Со времени моего отъезда из Санкт-Петербурга собы­тия, происшедшие в моей стране, и обстоятельства, в силу которых мое правительство было вынуждено намного со­кратить количество своих чиновников, не дали ему возмож­ности предоставить мне место. Таким образом, я вынужден был ограничиться только своими личными доходами, к ним я присовокупил 5000 рублей, которые вы обязались ежегод­но выплачивать вашей сестре. Этого было достаточно, что­бы обеспечить скромную, правда, но приличную жизнь Кат­рин и ее мужу, и Бог свидетель, что не было такой жертвы, которую бы я не принес, чтобы окружить моих приемных детей всем, что могло бы сделать их жизнь спокойной и приятной. Однако мне приходилось самым неукоснительным образом вести свои расчеты, и в особенности было не­обходимо, чтобы никакая недостача денег не нарушала мо­их планов. Но случилось обратное. Семья увеличилась, ро­дились двое детей, и скоро появится третий, соответствен­но, увеличились мои расходы, тогда как вы оказались не в состоянии прислать Катрин условленную сумму. Я вошел в долги, срок погашения которых приближается и, признаюсь вам, у меня нет никаких возможностей их погасить. При таком трудном стечении обстоятельств, и опасаясь в особенности, как я вам сказал выше, сделать свидетелями моих затруднений тех, кто нам так дорог, я не поколебался воззвать к вашей дружбе, будучи совершенно уверен, что мой призыв будет услышан и что вы поймете мое положе­ние.

За 1838 год остались невыплаченными 4000 рублей, так­же за истекший год — полностью 5000 рублей; этой суммы мне хватило бы, чтобы уплатить долги. Благоволите, следо­вательно, сударь, сделать все от вас зависящее, чтобы мне ее вручили. Я не требую процентов и буду счастлив, и я бы даже сказал — признателен, если, идя навстречу моему жела­нию, вы избавите меня от моих треволнений.

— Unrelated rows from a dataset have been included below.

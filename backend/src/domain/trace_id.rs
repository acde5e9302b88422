//! Request-scoped trace identifier.
//!
//! The HTTP trace middleware opens a scope per request; errors and log lines
//! read the active identifier from task-local storage instead of threading it
//! through every call. Spawned tasks do not inherit the scope, so wrap their
//! futures in [`TraceId::scope`] when correlation matters.

use std::future::Future;

use tokio::task_local;
use uuid::Uuid;

/// Response header carrying the request trace identifier.
pub const TRACE_ID_HEADER: &str = "trace-id";

task_local! {
    static TRACE_ID: TraceId;
}

/// Per-request correlation identifier.
///
/// # Examples
/// ```
/// use logistics_api::TraceId;
///
/// # tokio::runtime::Runtime::new().unwrap().block_on(async {
/// let trace_id: TraceId = "00000000-0000-0000-0000-000000000000"
///     .parse()
///     .expect("valid UUID");
/// let observed = TraceId::scope(trace_id, async { TraceId::current() }).await;
/// assert_eq!(observed, Some(trace_id));
/// # });
/// ```
#[derive(Debug, Clone, Copy, PartialEq, Eq)]
pub struct TraceId(Uuid);

impl TraceId {
    /// Generate a fresh random identifier.
    #[must_use]
    pub fn generate() -> Self {
        Self(Uuid::new_v4())
    }

    /// Identifier of the enclosing request, if any.
    #[must_use]
    pub fn current() -> Option<Self> {
        TRACE_ID.try_with(|id| *id).ok()
    }

    /// Run `fut` with `trace_id` in scope.
    pub async fn scope<Fut>(trace_id: Self, fut: Fut) -> Fut::Output
    where
        Fut: Future,
    {
        TRACE_ID.scope(trace_id, fut).await
    }

    /// Run the synchronous `f` with `trace_id` in scope.
    ///
    /// Middleware uses this so work done while dispatching a request, before
    /// its future is first polled, still sees the identifier.
    pub fn sync_scope<R>(trace_id: Self, f: impl FnOnce() -> R) -> R {
        TRACE_ID.sync_scope(trace_id, f)
    }
}

impl std::fmt::Display for TraceId {
    fn fmt(&self, f: &mut std::fmt::Formatter<'_>) -> std::fmt::Result {
        self.0.fmt(f)
    }
}

impl std::str::FromStr for TraceId {
    type Err = uuid::Error;

    fn from_str(s: &str) -> Result<Self, Self::Err> {
        Uuid::parse_str(s).map(Self)
    }
}
//! Diesel table definitions for the PostgreSQL schema.
//!
//! These definitions must match the migrations under `backend/migrations`
//! exactly. `diesel print-schema` regenerates them from a live database.

diesel::table! {
    /// Registered identities. `email` carries a unique index.
    users (id) {
        id -> Uuid,
        email -> Varchar,
        password_digest -> Text,
        role -> Varchar,
        created_at -> Timestamptz,
        updated_at -> Timestamptz,
    }
}

diesel::table! {
    /// Shipment orders. Addresses are flattened into prefixed columns.
    orders (id) {
        id -> Uuid,
        client_id -> Uuid,
        origin_latitude -> Float8,
        origin_longitude -> Float8,
        destination_latitude -> Float8,
        destination_longitude -> Float8,
        origin_street -> Varchar,
        origin_zip_code -> Varchar,
        origin_ext_num -> Varchar,
        origin_int_num -> Nullable<Varchar>,
        origin_city -> Varchar,
        origin_state -> Varchar,
        origin_country -> Varchar,
        destination_street -> Varchar,
        destination_zip_code -> Varchar,
        destination_ext_num -> Varchar,
        destination_int_num -> Nullable<Varchar>,
        destination_city -> Varchar,
        destination_state -> Varchar,
        destination_country -> Varchar,
        product_quantity -> Int4,
        total_weight -> Float8,
        package_size -> Varchar,
        status -> Varchar,
        /// Optimistic concurrency counter, bumped on every status change.
        revision -> Int4,
        created_at -> Timestamptz,
        updated_at -> Timestamptz,
    }
}

diesel::joinable!(orders -> users (client_id));
diesel::allow_tables_to_appear_in_same_query!(orders, users);
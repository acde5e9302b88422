//! PostgreSQL persistence adapters using Diesel ORM.
//!
//! Concrete implementations of the user and order repository ports backed by
//! PostgreSQL via `diesel-async` and `bb8` connection pooling.
//!
//! - **Thin adapters**: repositories only translate between Diesel rows and
//!   domain types. No business logic resides here.
//! - **Internal models**: row structs (`models.rs`) and table definitions
//!   (`schema.rs`) never leave this module.
//! - **Strongly typed errors**: database failures map to the port error
//!   enums; driver detail is logged, not returned.
//!
//! # Example
//!
//! ```no_run
//! # async fn wire() -> Result<(), Box<dyn std::error::Error>> {
//! use logistics_api::outbound::persistence::{DbPool, DieselOrderRepository, PoolConfig};
//!
//! let pool = DbPool::new(PoolConfig::new("postgres://localhost/logistics")).await?;
//! let orders = DieselOrderRepository::new(pool);
//! # let _ = orders;
//! # Ok(())
//! # }
//! ```

mod diesel_basic_error_mapping;
mod diesel_order_repository;
mod diesel_persistence_probe;
mod diesel_user_repository;
mod migrations;
mod models;
mod pool;
mod schema;

pub use diesel_order_repository::DieselOrderRepository;
pub use diesel_persistence_probe::DieselPersistenceProbe;
pub use diesel_user_repository::DieselUserRepository;
pub use migrations::{MIGRATIONS, MigrationError, run_pending_migrations};
pub use pool::{DbPool, PoolConfig, PoolError};
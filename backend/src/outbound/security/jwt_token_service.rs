//! HS256 JSON Web Token adapter for the `TokenService` port.
//!
//! Expiry is checked against the injected clock rather than the system time
//! so tests can move time explicitly. The signing secret is process-wide and
//! never rotated.

use std::str::FromStr;
use std::sync::Arc;

use chrono::{DateTime, TimeDelta, Utc};
use jsonwebtoken::{Algorithm, DecodingKey, EncodingKey, Header, Validation, decode, encode};
use mockable::Clock;
use serde::{Deserialize, Serialize};

use crate::domain::ports::{TokenError, TokenService};
use crate::domain::{Email, IssuedToken, Role, TokenClaims, User, UserId};

/// Wire shape of the signed claims.
#[derive(Debug, Serialize, Deserialize)]
struct WireClaims {
    sub: String,
    email: String,
    role: String,
    iat: i64,
    exp: i64,
}

/// Signs and verifies identity tokens with a shared secret.
pub struct JwtTokenService {
    encoding: EncodingKey,
    decoding: DecodingKey,
    validation: Validation,
    ttl: TimeDelta,
    clock: Arc<dyn Clock>,
}

impl JwtTokenService {
    /// Build a service signing with `secret`; tokens live for `ttl`.
    pub fn new(secret: &[u8], ttl: TimeDelta, clock: Arc<dyn Clock>) -> Self {
        let mut validation = Validation::new(Algorithm::HS256);
        validation.validate_exp = false;
        validation.set_required_spec_claims(&["sub", "exp"]);
        Self {
            encoding: EncodingKey::from_secret(secret),
            decoding: DecodingKey::from_secret(secret),
            validation,
            ttl,
            clock,
        }
    }

    /// Token lifetime.
    pub fn ttl(&self) -> TimeDelta {
        self.ttl
    }
}

impl std::fmt::Debug for JwtTokenService {
    fn fmt(&self, f: &mut std::fmt::Formatter<'_>) -> std::fmt::Result {
        f.debug_struct("JwtTokenService")
            .field("secret", &"**redacted**")
            .field("ttl", &self.ttl)
            .finish_non_exhaustive()
    }
}

fn timestamp(seconds: i64, claim: &str) -> Result<DateTime<Utc>, TokenError> {
    DateTime::from_timestamp(seconds, 0)
        .ok_or_else(|| TokenError::invalid(format!("{claim} is out of range")))
}

impl TokenService for JwtTokenService {
    fn issue(&self, user: &User) -> Result<IssuedToken, TokenError> {
        let issued_at = self.clock.utc();
        let expires_at = issued_at + self.ttl;
        let claims = WireClaims {
            sub: user.id().to_string(),
            email: user.email().to_string(),
            role: user.role().as_str().to_owned(),
            iat: issued_at.timestamp(),
            exp: expires_at.timestamp(),
        };
        let token = encode(&Header::new(Algorithm::HS256), &claims, &self.encoding)
            .map_err(|err| TokenError::signing(err.to_string()))?;
        Ok(IssuedToken { token, expires_at })
    }

    fn verify(&self, token: &str) -> Result<TokenClaims, TokenError> {
        let data = decode::<WireClaims>(token, &self.decoding, &self.validation)
            .map_err(|err| TokenError::invalid(err.to_string()))?;
        let claims = data.claims;

        let expires_at = timestamp(claims.exp, "exp")?;
        if expires_at <= self.clock.utc() {
            return Err(TokenError::expired());
        }
        let subject =
            UserId::new(&claims.sub).map_err(|err| TokenError::invalid(format!("sub: {err}")))?;
        let email =
            Email::new(&claims.email).map_err(|err| TokenError::invalid(format!("email: {err}")))?;
        let role = Role::from_str(&claims.role)
            .map_err(|_| TokenError::invalid(format!("unknown role `{}`", claims.role)))?;

        Ok(TokenClaims {
            subject,
            email,
            role,
            issued_at: timestamp(claims.iat, "iat")?,
            expires_at,
        })
    }
}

В случае, если, вопреки тому, что я ожидаю, вам будет абсолютно невозможно собрать всю сумму полностью, я осмеливаюсь рассчитывать на все ваше старание прислать мне большую часть, а остальное как только вам представит­ся к тому возможность. Прошу извинить мою настойчи­вость, но вы найдете ее обоснованной, учитывая срочность дела.

Будьте добры ответить мне в Париж в адрес г-на С. Дюфура № 1а, улица Вермейль, чтобы ваша сестра и не подо­зревала о вашем письме, что неизбежно случилось бы, если бы вы адресовали ваш ответ в Сульц.

Примите, сударь, выражение моих самых дружеских и преданных чувств.

Б. де Геккерн».

«Сульц, Верхний Рейн, 7 апреля 1840 г.

Сударь.

Спешу, любезный друг, сообщить вам о благополучном разрешении Катрин; к несчастью, это опять девочка, но крепкая и хорошо сложенная. Надо надеяться, что в четвер­тый раз ваша сестра подарит, наконец, своему мужу мальчи­ка. Последний написал бы вам сам, но он не отходит от своей жены, и я попросил доставить мне удовольствие вам написать, чтобы поблагодарить вас за письмо, которое вы мне прислали в Париж, оно вселило в меня уверенность в вашем дружеском расположении к нам троим, и я настолько рассчитываю на выполнение ваших обещаний, что решил хранить молчание в отношении Жоржа и его жены. Я обра­щаюсь к вам по этому поводу без церемоний и не буду торо­пить вас в этом письме, уверенный, что вы понимаете мое критическое положение с тремя маленькими детьми.

Сохраните мне вашу дружбу, любезный сударь, рассчи­тывайте всегда на мое старание сделать вашу сестру счаст­ливой, а вы с своей стороны сделайте все, что можете, что­бы облегчить мою задачу.

Так как мне предстоит еще написать много писем, изви­ните меня за краткость данного письма и примите повтор­ные уверения в моих самых сердечных и преданных чувст­вах.

Б. де Геккерн.

Новорожденной будет дано имя Леони. Катрин чувству­ет себя хорошо».